Há muito tempo as organizações tem buscado desenvolver diferenciais competitivos, utilizando novas tecnologias, novos conceitos e principalmente novos ambientes. Muitos partiram da computação centralizada, outros da computação distribuída e os mais visionários da computação em nuvem. Mas em todos estes ambientes, a preocupação com a segurança é a mesma, e sempre parece insuficiente.
Existe uma questão a ser levantada quando o assunto é segurança: Por que a preocupação é sempre em relação à Segurança de Redes? Essa questão é bem fácil de responder, pois na maioria das vezes a segurança remete a idéia de Firewall, Sistemas de Detecção e Prevenção de Intrusão, Proxies de Rede. Isso acontece devido à herança de que segurança é realizada na infra-estrutura, na rede lógica.

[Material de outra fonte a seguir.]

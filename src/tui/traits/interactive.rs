//! Keyboard input routing for focused panels

use crossterm::event::KeyEvent;

/// Whether a panel consumed a key event
#[derive(Debug, Clone, Copy, PartialEq, Eq)]
pub enum Handled {
    Yes,
    No,
}

impl From<bool> for Handled {
    fn from(handled: bool) -> Self {
        if handled {
            Self::Yes
        } else {
            Self::No
        }
    }
}

/// Panels that handle keyboard input while focused
///
/// Keys a panel does not handle bubble up to the App, which owns the
/// actions that change navigation (descend, ascend, option toggles).
pub trait Interactive {
    fn handle_key(&mut self, key: KeyEvent) -> Handled;

    /// Key hints shown in the status bar while focused
    fn focus_hint(&self) -> &'static str;
}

O cenário atual é bem diferente e apoiado por estatísticas que, antes, eram utilizadas para justificar o investimento em ferramentas de segurança. Desde a década de 90, mais precisamente 1996, existem pesquisas que apontam que entre 65% a 80% dos incidentes de segurança, partem de dentro das próprias organizações, sem relação alguma com a Internet, hackers e outras lendas (por mais que estas também existam). Então ficou evidenciado que as vulnerabilidades e falhas de segurança persistem mesmo com o uso de ferramentas (software e hardware) próprias. Estes incidentes de segurança tem como objetivo o acesso a informações de negócio (com alto valor agregado), para copiá-las, alterá-las ou mesmo destruí-las.
Mas sobre qual segurança então se deve trabalhar? A resposta é tão simples quanto genérica: Segurança da Informação. Mas para poder trabalhar com a segurança da informação é muito importante definir o que é informação para a organização. Além disso, é preciso entender que as ações de proteção vão muito além da rede de computadores (a segurança de redes está embutida na segurança da informação). Mensagens eletrônicas no celular, correio eletrônico, papéis impressos, conversas pelos corredores, em todos estes exemplos informações estavam sendo trocadas e podem ter sido ouvidas, interceptadas e reutilizadas.
Então se pode concluir que segurança da informação é utilizar ferramentas específicas de segurança e controle associadas a uma mudança cultural no que diz respeito à informação. A cultura de segurança é o ponto mais importante a ser tratado, pois todo o esforço de segurança (normas, regras, software, hardware e processos) pode ser prejudicado se a cultura das organizações não mudar.
Pensar em segurança da informação é muito diferente de fazer segurança da informação. Neste contexto, o apoio da alta direção da organização é vital para a quebra do paradigma. As pessoas participarem ativamente da segurança da informação tem muito mais valor do que elas apenas aceitarem regras de segurança. Uma vez que a cultura de segurança foi apresentada, entendida e colocada em prática na organização, as próprias pessoas atuam como ferramentas de detecção e prevenção de incidentes de segurança. Elas estarão comprometidas e participando ativamente do processo.
Por fim, as organizações vão entender que a evolução de segurança é vital para o próprio negócio, partindo da segurança tradicional (de redes) para a segurança da informação. Mas é importante ressaltar que esta evolução exige a adoção de normas e códigos de boas práticas internacionais, como, por exemplo, a série de normas ISO/IEC 27000. Estas normas e códigos oferecem o norte para os projetos de segurança da informação.